Aided by the relatively unimpaired flow of capital and boxed in by the more or less tapped out Canadian market, each of the Big Five banks are pursuing diverging corporate strategies, eschewing the traditional strategy of staying local (as an editorial note, the Competition Bureau's refusal to approve bank mergers in 1998 was, in hindsight, a smart move; rather than allow the banks do the easy thing, they forced them to be competitive globally).

For example, TD has become Well Fargo east: a bank with a large retail focus. In the last fiscal quarter, 88% of net income was from retail banking operations. Meanwhile, RBC's ambition is to become a global capital markets player. It has publicly stated it wants to derive 25% of its revenue from its capital markets segment.  BNS is pursuing a Latin America and India strategy.

There are obviously investing implications which flow from these corporate strategies. As investors learned last week, a bank with a heavier emphasis on capital markets, such as RBC's,  sometimes has volatile returns although only in the stock market do you get punished for being profitable and raising your dividend. A bank with a heavier retail focus, like TD, has lower margins and much more sensitive to the financial vulnerabilities of households.
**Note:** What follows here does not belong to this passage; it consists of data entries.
//! Audible feedback for game events.
//!
//! Notifiers observe [`GameEvent`]s after the session has applied them. They
//! are best effort: a notifier that fails (no audio device, no speech engine)
//! is logged and otherwise ignored, so game state never depends on them.

pub mod audio;
pub mod speech;
pub mod tone;

use std::panic::{self, AssertUnwindSafe};
use std::path::{Path, PathBuf};

use anyhow::Result;

use crate::config::AudioConfig;
use crate::game::GameEvent;

pub use audio::AudioNotifier;
pub use speech::{SpeechEngine, SpeechNotifier};

/// Observer of game events.
pub trait Notifier {
    /// Short name used in log messages.
    fn name(&self) -> &'static str;

    /// Reacts to an event that has already been applied to the game.
    fn notify(&self, event: &GameEvent) -> Result<()>;
}

/// Fans events out to every attached notifier.
#[derive(Default)]
pub struct NotifierSet {
    notifiers: Vec<Box<dyn Notifier>>,
}

impl NotifierSet {
    /// Creates an empty set.
    #[must_use]
    pub fn new() -> Self {
        Self::default()
    }

    /// Attaches a notifier.
    pub fn push(&mut self, notifier: Box<dyn Notifier>) {
        self.notifiers.push(notifier);
    }

    /// Number of attached notifiers.
    #[must_use]
    pub fn len(&self) -> usize {
        self.notifiers.len()
    }

    /// Whether no notifier is attached.
    #[must_use]
    pub fn is_empty(&self) -> bool {
        self.notifiers.is_empty()
    }

    /// Delivers `event` to every notifier.
    ///
    /// Errors and panics are logged and swallowed.
    pub fn notify(&self, event: &GameEvent) {
        for notifier in &self.notifiers {
            let result = panic::catch_unwind(AssertUnwindSafe(|| notifier.notify(event)));
            match result {
                Ok(Ok(())) => {}
                Ok(Err(e)) => {
                    tracing::warn!(notifier = notifier.name(), error = %e, "notifier failed");
                }
                Err(_) => {
                    tracing::warn!(notifier = notifier.name(), "notifier panicked");
                }
            }
        }
    }
}

/// Builds the notifiers enabled in `config`.
///
/// Speech is left out when no engine is installed. The audio notifier is
/// attached even without an output device and reports each missed tone.
#[must_use]
pub fn from_config(config: &AudioConfig) -> Vec<Box<dyn Notifier>> {
    let mut notifiers: Vec<Box<dyn Notifier>> = Vec::new();

    if config.failure_tone || config.match_tone {
        notifiers.push(Box::new(AudioNotifier::detect(config)));
    }

    if config.speech {
        match SpeechEngine::detect() {
            Some(engine) => {
                tracing::info!(engine = engine.program(), "speech enabled");
                notifiers.push(Box::new(SpeechNotifier::spawn(engine)));
            }
            None => tracing::info!("no speech engine found, speech disabled"),
        }
    }

    notifiers
}

/// Finds `program` on `PATH`.
pub(crate) fn find_program(program: &str) -> Option<PathBuf> {
    let path = std::env::var_os("PATH")?;
    std::env::split_paths(&path)
        .map(|dir| dir.join(program))
        .find(|candidate| is_executable(candidate))
}

#[cfg(unix)]
fn is_executable(path: &Path) -> bool {
    use std::os::unix::fs::PermissionsExt;
    path.metadata()
        .map(|m| m.is_file() && m.permissions().mode() & 0o111 != 0)
        .unwrap_or(false)
}

#[cfg(not(unix))]
fn is_executable(path: &Path) -> bool {
    path.is_file() || path.with_extension("exe").is_file()
}

#[cfg(test)]
mod tests {
    use super::*;
    use crate::models::CATALOG;
    use std::cell::RefCell;
    use std::rc::Rc;

    struct Recording(Rc<RefCell<Vec<GameEvent>>>);

    impl Notifier for Recording {
        fn name(&self) -> &'static str {
            "recording"
        }

        fn notify(&self, event: &GameEvent) -> Result<()> {
            self.0.borrow_mut().push(event.clone());
            Ok(())
        }
    }

    struct Failing;

    impl Notifier for Failing {
        fn name(&self) -> &'static str {
            "failing"
        }

        fn notify(&self, _event: &GameEvent) -> Result<()> {
            anyhow::bail!("no audio device")
        }
    }

    struct Panicking;

    impl Notifier for Panicking {
        fn name(&self) -> &'static str {
            "panicking"
        }

        fn notify(&self, _event: &GameEvent) -> Result<()> {
            panic!("backend exploded")
        }
    }

    #[test]
    fn test_failures_do_not_stop_delivery() {
        let seen = Rc::new(RefCell::new(Vec::new()));
        let mut set = NotifierSet::new();
        set.push(Box::new(Failing));
        set.push(Box::new(Panicking));
        set.push(Box::new(Recording(Rc::clone(&seen))));

        let event = GameEvent::Matched { color: CATALOG[0] };
        set.notify(&event);

        assert_eq!(set.len(), 3);
        assert_eq!(seen.borrow().as_slice(), &[event]);
    }

    #[test]
    fn test_disabled_config_builds_nothing() {
        let config = AudioConfig {
            speech: false,
            failure_tone: false,
            match_tone: false,
        };
        assert!(from_config(&config).is_empty());
    }

    #[test]
    fn test_find_program_missing() {
        assert!(find_program("definitely-not-a-real-program-xyz").is_none());
    }
}
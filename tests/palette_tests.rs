//! Palette generation through stub generators and canned model output.

use std::sync::Arc;

use colorspeak::models::{ColorRole, PaletteDraft, RgbColor};
use colorspeak::palette::schema::{extract_text, request_body};
use colorspeak::palette::{
    decode_palette, GenerationJob, JobStatus, PaletteError, PaletteGenerator,
};
use colorspeak::preview::RoleStyles;

/// Response envelope as the service returns it, wrapping `text`.
fn envelope(text: &str) -> String {
    serde_json::json!({
        "candidates": [{
            "content": {"parts": [{"text": text}], "role": "model"},
            "finishReason": "STOP"
        }],
        "usageMetadata": {"totalTokenCount": 321}
    })
    .to_string()
}

const MODEL_TEXT: &str = r##"{
  "name": "Cyber Neon",
  "description": "Glowing signage over wet asphalt",
  "colors": [
    {"hex": "#FF2A6D", "name": "Neon Pink", "role": "primary", "description": "Signage"},
    {"hex": "#05D9E8", "name": "Electric Cyan", "role": "accent", "description": "Highlights"},
    {"hex": "#01012B", "name": "Midnight", "role": "background", "description": "Night sky"},
    {"hex": "#D1F7FF", "name": "Ice", "role": "text_main", "description": "Readable"}
  ],
  "mood": "electric"
}"##;

/// Replays a canned response body.
struct Replay(String);

impl PaletteGenerator for Replay {
    fn generate(&self, prompt: &str) -> Result<PaletteDraft, PaletteError> {
        if prompt.trim().is_empty() {
            return Err(PaletteError::EmptyPrompt);
        }
        decode_palette(&extract_text(&self.0)?)
    }
}

#[test]
fn test_envelope_to_role_styles() {
    let mut job = GenerationJob::new();
    job.start(Arc::new(Replay(envelope(MODEL_TEXT))), "cyberpunk")
        .unwrap();

    let palette = job.wait().unwrap().unwrap();
    assert_eq!(job.status(), JobStatus::Succeeded);
    assert_eq!(palette.name, "Cyber Neon");
    assert_eq!(palette.colors.len(), 4);

    let styles = RoleStyles::from_palette(&palette);
    assert_eq!(styles.primary, RgbColor::new(0xFF, 0x2A, 0x6D));
    // Roles the model skipped paint black
    assert_eq!(styles.get(ColorRole::Surface), RgbColor::BLACK);
    assert_eq!(styles.text_muted, RgbColor::BLACK);
}

#[test]
fn test_missing_colors_fails_job() {
    let text = r#"{"name": "Half", "description": "No colours"}"#;
    let mut job = GenerationJob::new();
    job.start(Arc::new(Replay(envelope(text))), "anything")
        .unwrap();

    let err = job.wait().unwrap().unwrap_err();
    assert!(matches!(err, PaletteError::InvalidFormat(_)));
    assert_eq!(job.status(), JobStatus::Failed);
}

#[test]
fn test_empty_candidates_is_no_response() {
    let body = serde_json::json!({"candidates": []}).to_string();
    let err = Replay(body).generate("forest").unwrap_err();
    assert_eq!(err.to_string(), "No response from Gemini");
}

#[test]
fn test_request_names_every_role() {
    let body = request_body("ocean breeze");
    let text = body["contents"][0]["parts"][0]["text"].as_str().unwrap();
    assert!(text.contains("ocean breeze"));
    for role in ColorRole::ALL {
        assert!(text.contains(role.as_str()), "{role} missing from prompt");
    }
    assert_eq!(
        body["generationConfig"]["responseMimeType"],
        "application/json"
    );
}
In other words, it is not like yesteryear where one picked a Big Five bank and knew stock market performance was more or less would be in line with its peers.  If one assumes that the Big Five banks continue to be a relatively safe stock play, the implication of this development would be to abandon picking one or two Big Five bank stocks and purchase an exchange traded fund which tracks the Big Five banks or financial institutions with a large weighting in bank stocks (for example: XFN: TSX has over 70% of its holdings in the Big Five plus National Bank).

The days of thinking one Canadian bank was like the others as a stock picker are over. It may be time to readjust investing strategies accordingly.

(for full disclosure, I own all Big Five bank stocks directly or indirectly through stocks and ETFs).